Then within the container, whenever YOU determine your task is finished:
request an api token (im using curl for simplicity and DEFAULT gce service account)
curl "http://metadata.google.internal/computeMetadata/v1/instance/service-accounts/default/token" -H "Metadata-Flavor: Google"
This will respond with json that looks like
{
"access_token": "foobarbaz...",
"expires_in": 1234,
"token_type": "Bearer"
}
Take that access token and hit the instances.delete api endpoint (notice the environment variables)
curl -XDELETE -H 'Authorization: Bearer {TOKEN}' https://www.googleapis.com/compute/v1/projects/$gce_project_id/zones/$gce_zone/instances/$HOSTNAME
Having grappled with the problem for some time, here's a full solution that works pretty well.
This solution doesn't use the "start machine with a container image" option. Instead it uses a startup script, which is more flexible. You still use a Container-Optimized OS instance.
Create a startup script:
#!/usr/bin/env bash
# get image name and container parameters from the metadata
IMAGE_NAME=$(curl http://metadata.google.internal/computeMetadata/v1/instance/attributes/image_name -H "Metadata-Flavor: Google")
CONTAINER_PARAM=$(curl http://metadata.google.internal/computeMetadata/v1/instance/attributes/container_param -H "Metadata-Flavor: Google")
# This is needed if you are using a private images in GCP Container Registry
# (possibly also for the gcp log driver?)
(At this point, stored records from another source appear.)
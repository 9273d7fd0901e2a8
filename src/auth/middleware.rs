use crate::auth::auth::AuthUser;
use crate::auth::jwt::verify_token;
use crate::config::Config;
use crate::models::TokenType;
use actix_web::middleware::Next;
use actix_web::{
    Error, HttpMessage, HttpResponse,
    body::BoxBody,
    dev::{ServiceRequest, ServiceResponse},
    web::Data,
};
use serde_json::json;

pub async fn auth_middleware(
    mut req: ServiceRequest,
    next: Next<BoxBody>,
) -> Result<ServiceResponse<BoxBody>, Error> {
    let config = req
        .app_data::<Data<Config>>()
        .ok_or_else(|| actix_web::error::ErrorInternalServerError("App config missing"))?;

    let header_value = match req.headers().get("Authorization") {
        Some(h) => h.to_str().map_err(|_| {
            actix_web::error::ErrorUnauthorized(
                json!({"error": "Invalid Authorization header encoding"}),
            )
        })?,
        None => {
            let resp =
                HttpResponse::Unauthorized().json(json!({"error": "Missing Authorization header"}));
            return Ok(req.into_response(resp.map_into_boxed_body()));
        }
    };

    let token = match header_value.strip_prefix("Bearer ") {
        Some(t) => t,
        None => {
            let resp = HttpResponse::Unauthorized()
                .json(json!({"error": "Authorization header must start with Bearer"}));
            return Ok(req.into_response(resp.map_into_boxed_body()));
        }
    };

    let claims = match verify_token(token, &config.jwt_secret) {
        Ok(c) => c,
        Err(e) => {
            let resp = HttpResponse::Unauthorized()
                .json(json!({"error": "Invalid or expired token", "details": e}));
            return Ok(req.into_response(resp.map_into_boxed_body()));
        }
    };

    // Refresh tokens are only good for /auth/refresh, never for API calls.
    if claims.token_type != TokenType::Access {
        let resp = HttpResponse::Unauthorized().json(json!({"error": "Access token required"}));
        return Ok(req.into_response(resp.map_into_boxed_body()));
    }

    let auth_user = AuthUser {
        user_id: claims.user_id,
        username: claims.sub,
    };

    req.extensions_mut().insert(auth_user);

    next.call(req).await
}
sudo HOME=/home/root /usr/bin/docker-credential-gcr configure-docker
# Run! The logs will go to stack driver
sudo HOME=/home/root docker run --log-driver=gcplogs ${IMAGE_NAME} ${CONTAINER_PARAM}
# Get the zone
zoneMetadata=$(curl "http://metadata.google.internal/computeMetadata/v1/instance/zone" -H "Metadata-Flavor:Google")
# Split on / and get the 4th element to get the actual zone name
IFS=$'/'
zoneMetadataSplit=($zoneMetadata)
ZONE="${zoneMetadataSplit[3]}"
# Run compute delete on the current instance. Need to run in a container
# because COS machines don't come with gcloud installed
docker run --entrypoint "gcloud" google/cloud-sdk:alpine compute instances delete ${HOSTNAME} --delete-disks=all --zone=${ZONE}
Put the script somewhere public. For example put it on Cloud Storage and create a public URL. You can't use a gs:// URI for a COS startup script.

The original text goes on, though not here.